(DATA FOR THIS TASK)

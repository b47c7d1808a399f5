use serde::Serialize;
use tracing::debug;

use crate::character::Character;
use crate::classes::ClassRegistry;
use crate::combatant::Combatant;
use crate::events::{ActionReport, Side};
use crate::monster::Monster;
use crate::Dice;

/// Sides on the hit die rolled for every attack.
pub const HIT_DIE: u32 = 10;

/// Result of the hit die.
#[derive(Debug, Clone, Copy, PartialEq, Eq, Serialize)]
#[serde(rename_all = "snake_case")]
pub enum HitOutcome {
    /// Natural 1: the attack deals nothing.
    Fail,
    Normal,
    /// Natural 10: damage is doubled.
    Critical,
}

impl HitOutcome {
    pub fn from_roll(hit: u32) -> Self {
        match hit {
            1 => Self::Fail,
            HIT_DIE => Self::Critical,
            _ => Self::Normal,
        }
    }

    pub fn apply(self, damage: i32) -> i32 {
        match self {
            Self::Fail => 0,
            Self::Normal => damage,
            Self::Critical => damage * 2,
        }
    }
}

/// Index of the live monster with the lowest current HP; the first one wins ties.
pub fn lowest_hp_target(monsters: &[Monster]) -> Option<usize> {
    monsters
        .iter()
        .enumerate()
        .min_by_key(|(_, m)| m.current_hp())
        .map(|(idx, _)| idx)
}

/// A character's turn: roll the hit die and the class damage, then hit the
/// weakest monster. `None` when the class has no attack or nothing is left to hit.
pub fn character_attack(
    attacker: &Character,
    monsters: &mut [Monster],
    registry: &ClassRegistry,
    dice: &mut Dice,
    round: u32,
    slot: usize,
) -> Option<ActionReport> {
    let actions = registry.actions(&attacker.class);
    if actions.attack.is_none() {
        return None;
    }
    let idx = lowest_hp_target(monsters)?;

    let hit_die = dice.roll(HIT_DIE);
    let outcome = HitOutcome::from_roll(hit_die);
    let rolled = actions.roll_attack(attacker, dice).unwrap_or(0).max(0);
    let damage = outcome.apply(rolled);

    let target = &mut monsters[idx];
    let felled = target.take_hit(damage);
    debug!(
        actor = %attacker.name,
        target = %target.name,
        hit_die,
        damage,
        hp = target.current_hp(),
        "character attacks"
    );

    Some(ActionReport {
        round,
        slot,
        actor: attacker.name.clone(),
        side: Side::Party,
        hit_die,
        outcome,
        damage,
        damage_type: None,
        targets: vec![target.name.clone()],
        felled: if felled { vec![target.name.clone()] } else { vec![] },
    })
}

/// A monster's turn. Bosses hit every conscious party member; anything else
/// hits one conscious member chosen uniformly at random.
pub fn monster_attack(
    attacker: &Monster,
    party: &mut [Character],
    dice: &mut Dice,
    round: u32,
    slot: usize,
) -> ActionReport {
    let hit_die = dice.roll(HIT_DIE);
    let outcome = HitOutcome::from_roll(hit_die);
    let damage = outcome.apply(dice.roll_damage(attacker.damage_dice));

    let conscious: Vec<usize> = party
        .iter()
        .enumerate()
        .filter(|(_, c)| c.is_conscious())
        .map(|(idx, _)| idx)
        .collect();
    let victims = if attacker.is_boss() || conscious.is_empty() {
        conscious
    } else {
        vec![conscious[dice.pick(conscious.len())]]
    };

    let mut targets = Vec::with_capacity(victims.len());
    let mut felled = Vec::new();
    for idx in victims {
        let victim = &mut party[idx];
        if victim.take_hit(damage) {
            felled.push(victim.name.clone());
        }
        targets.push(victim.name.clone());
    }
    debug!(actor = %attacker.name, hit_die, damage, ?targets, "monster attacks");

    ActionReport {
        round,
        slot,
        actor: attacker.name.clone(),
        side: Side::Monsters,
        hit_die,
        outcome,
        damage,
        damage_type: Some(attacker.damage_type.clone()),
        targets,
        felled,
    }
}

(End DATA FOR THIS TASK)

▸ **WHAT THE EXERCISE ASKS**
Which lines above contain the word "else"? Copy each one.

▸ **OUTPUT BELOW**
        felled: if felled { vec![target.name.clone()] } else { vec![] },
/// A monster's turn. Bosses hit every conscious party member; anything else
    } else {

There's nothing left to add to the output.